Precipitation
“ | It has four months of winter, no more, and in them, except when there is a quarter moon, when it rains one or two days, all the other days have such beautiful suns... | ” |
—Pedro de Valdivia to Charles V, Holy Roman Emperor |
During summer, regions of Mediterranean climate are dominated by subtropical high pressure cells, with dry sinking air capping a surface marine layer of varying humidity and making rainfall impossible or unlikely except for the occasional thunderstorm, while during winter the polar jet stream and associated periodic storms reach into the lower latitudes of the Mediterranean zones, bringing rain, with snow at higher elevations. As a result, areas with this climate receive almost all of their precipitation during their winter season, and may go anywhere from 4 to 6 months during the summer without having any significant precipitation.

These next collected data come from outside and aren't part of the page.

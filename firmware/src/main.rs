#![no_std]
#![no_main]

use panic_rtt_target as _;

mod dma;
mod gpio;
#[cfg(not(feature = "babypc"))]
mod keys;
#[cfg(feature = "lcd")]
mod lcd;
mod rcc;
mod spi;
mod stk;
mod tim;
#[cfg(feature = "babypc")]
mod uart;
#[cfg(not(feature = "lcd"))]
mod vga;

use ch32_metapac as pac;
use embedded_graphics::{
    mono_font::{ascii::FONT_6X10, MonoTextStyle},
    prelude::*,
    text::{Baseline, Text},
};
use qingke::riscv;
use rtt_target::{rprint, rprintln, rtt_init_print};

use babysdk::device::{self, Board};
use babysdk::handoff::Handoff;
#[cfg(feature = "babypc")]
use babysdk::keyboard::Key;
use babysdk::keyboard::{KeyConfig, KeyScan, Keys};
#[cfg(feature = "babypc")]
use babysdk::link::{self, LinkLock};
use babysdk::sound::{self, Sound, SoundChannel, TONE_TIMER_HZ};
use babysdk::video::{
    self, LineBuf, Mode, ModeError, Scanline, VideoRam, VideoState, FONT_8X8, LINE_BYTES,
};

use crate::{gpio::OutputPin, tim::{Tim, Tone}};

/// Video RAM size, enough for the largest predefined mode.
const VRAM_SIZE: usize = 20_992;
const KEYBUF_SIZE: usize = 16;

/// Key matrix scan rate, from SysTick.
const KEY_TICK_HZ: u32 = 100;
/// Melody step rate, from TIM4.
const SOUND_TICK_HZ: u32 = 50;
/// How long to wait for the second CPU to answer the link handshake.
#[cfg(feature = "babypc")]
const SYNC_TIMEOUT_MS: u32 = 500;

/// SysTick is a core interrupt and not part of the PAC enumeration.
const SYSTICK_IRQ: u8 = 12;

// Line interrupts must never wait, sound steps can wait a line,
// key scans can wait for anything.
const PRIO_VIDEO: u8 = 0x00;
const PRIO_SOUND: u8 = 0x80;
const PRIO_KEYS: u8 = 0xC0;

// Video mode. If several mode features are enabled the first of
// lcd, attr, mono wins, otherwise the 40x30 text mode is used.
#[cfg(feature = "lcd")]
static MODE: &Mode = &video::PALETTE_160X128;
#[cfg(all(feature = "attr", not(feature = "lcd")))]
static MODE: &Mode = &video::ATTR_256X192;
#[cfg(all(feature = "mono", not(any(feature = "lcd", feature = "attr"))))]
static MODE: &Mode = &video::MONO_320X240;
#[cfg(not(any(feature = "lcd", feature = "attr", feature = "mono")))]
static MODE: &Mode = &video::TEXT_40X30;

#[cfg(feature = "lcd")]
type Out = lcd::Lcd;
#[cfg(not(feature = "lcd"))]
type Out = vga::Vga;

/// Peripheral behind the key lines while the keyboard is stopped.
#[cfg(not(feature = "babypc"))]
type KeyHw = keys::KeyMatrix;
#[cfg(feature = "babypc")]
type KeyHw = uart::Uart;

#[cfg(not(feature = "babypc"))]
type Lines = keys::KeyMatrix;
#[cfg(feature = "babypc")]
type Lines = babysdk::link::LinkKeys<uart::Uart>;

static VRAM: VideoRam<VRAM_SIZE> = VideoRam::new();
static VSTATE: VideoState = VideoState::new();
static KEYS: Keys<KEYBUF_SIZE> = Keys::new();
static SOUND: SoundChannel = SoundChannel::new();

/// Line buffers. One is read by DMA while the line interrupt fills the other.
static mut LBUFS: [LineBuf; 2] = [[0; LINE_BYTES]; 2];

// State owned by each interrupt while its subsystem runs.
static VIDEO: Handoff<Scanline<'static, Out, VRAM_SIZE>> = Handoff::new();
static SOUNDER: Handoff<Sequencer> = Handoff::new();
static KEYSCAN: Handoff<Scanner> = Handoff::new();

/// Held by the application while it talks to the second CPU itself.
#[cfg(feature = "babypc")]
static LINK_LOCK: LinkLock = LinkLock::new();

/// Melody player and the timer stepping it.
struct Sequencer {
    tick: Tim,
    sound: Sound<'static, Tone>,
}

/// Key scanner and the SysTick stepping it.
struct Scanner {
    stk: stk::SysTick,
    scan: KeyScan<'static, Lines, KEYBUF_SIZE>,
}

#[derive(Copy, Clone, Debug)]
enum InitError {
    /// Subsystem already running.
    Busy,
    Mode(ModeError),
    #[cfg(feature = "babypc")]
    Link(link::LinkError),
}
use ch32_metapac::dma::{vals, Channel, Dma as Regs};

/// All 7 channels of a DMA peripheral, each constructed once.
pub struct Dma {
    pub c1: DmaChannel,
    pub c2: DmaChannel,
    pub c3: DmaChannel,
    pub c4: DmaChannel,
    pub c5: DmaChannel,
    pub c6: DmaChannel,
    pub c7: DmaChannel,
}

impl Dma {
    pub fn new(dma: Regs) -> Self {
        Self {
            c1: DmaChannel::new(dma, 0),
            c2: DmaChannel::new(dma, 1),
            c3: DmaChannel::new(dma, 2),
            c4: DmaChannel::new(dma, 3),
            c5: DmaChannel::new(dma, 4),
            c6: DmaChannel::new(dma, 5),
            c7: DmaChannel::new(dma, 6),
        }
    }
}

/// Driver for controlling a DMA channel.
pub struct DmaChannel {
    dma: Regs,
    /// Channel index, 0 for channel 1.
    idx: usize,
}

impl DmaChannel {
    fn new(dma: Regs, idx: usize) -> DmaChannel {
        DmaChannel { dma, idx }
    }

    fn ch(&self) -> Channel {
        self.dma.ch(self.idx)
    }

    /// Set up this channel for transmit (memory-to-peripheral) operation.
    /// Configures 8-bit reads and writes, increments memory, and raises
    /// an interrupt on completion.
    pub fn setup_tx(&self, paddr: u32) {
        self.stop();
        self.ch().cfgr().write(|w| {
            w.set_dir(vals::Dir::FROM_MEMORY);
            w.set_minc(true);
            w.set_psize(vals::Size::BITS8);
            w.set_msize(vals::Size::BITS8);
            w.set_pl(vals::Pl::VERY_HIGH);
            w.set_tcie(true);
        });
        self.ch().paddr().write_value(paddr);
    }

    /// Set up this channel to write bytes as zero-extended words to a
    /// peripheral register, such as a GPIO output register. No interrupt.
    pub fn setup_tx_word(&self, paddr: u32) {
        self.stop();
        self.ch().cfgr().write(|w| {
            w.set_dir(vals::Dir::FROM_MEMORY);
            w.set_minc(true);
            w.set_psize(vals::Size::BITS32);
            w.set_msize(vals::Size::BITS8);
            w.set_pl(vals::Pl::VERY_HIGH);
        });
        self.ch().paddr().write_value(paddr);
    }

    /// Start this channel for transmit (memory-to-peripheral) operation,
    /// using the provided slice's address and length.
    ///
    /// The slice must stay untouched until the transfer completes.
    pub fn start_tx(&self, data: &[u8]) {
        self.stop();
        self.clear_flags();
        self.ch().maddr().write_value(data.as_ptr() as u32);
        self.ch().cntr().write(|w| w.set_ndt(data.len() as u16));
        self.ch().cfgr().modify(|w| w.set_en(true));
    }

    /// Cancel any ongoing DMA transfer.
    pub fn stop(&self) {
        self.ch().cfgr().modify(|w| w.set_en(false));
    }

    /// Clear transfer-complete flag for this channel.
    pub fn clear_tcif(&self) {
        self.dma.intfcr().write(|w| w.set_ctcif(self.idx, true));
    }

    /// Clear all flags for this channel.
    pub fn clear_flags(&self) {
        self.dma.intfcr().write(|w| w.set_cgif(self.idx, true));
    }
}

Toward the equatorial latitudes, winter precipitation decreases as a share of annual precipitation as the climate grades equator-ward into the steppe climate usually characterized as BSHs normally too dry to support unirrigated agriculture. Toward the polar latitudes, total moisture usually increases; in Europe there is more summer rain further north while along the American west coast the winters become more intensely wet and the dry seasons shorter as one moves north. In the northwestern Mediterranean Basin, the rainiest season is divided into a primary maximum during the autumn and a secondary in spring, making for a shorter dry season than in the classic rainforest climate.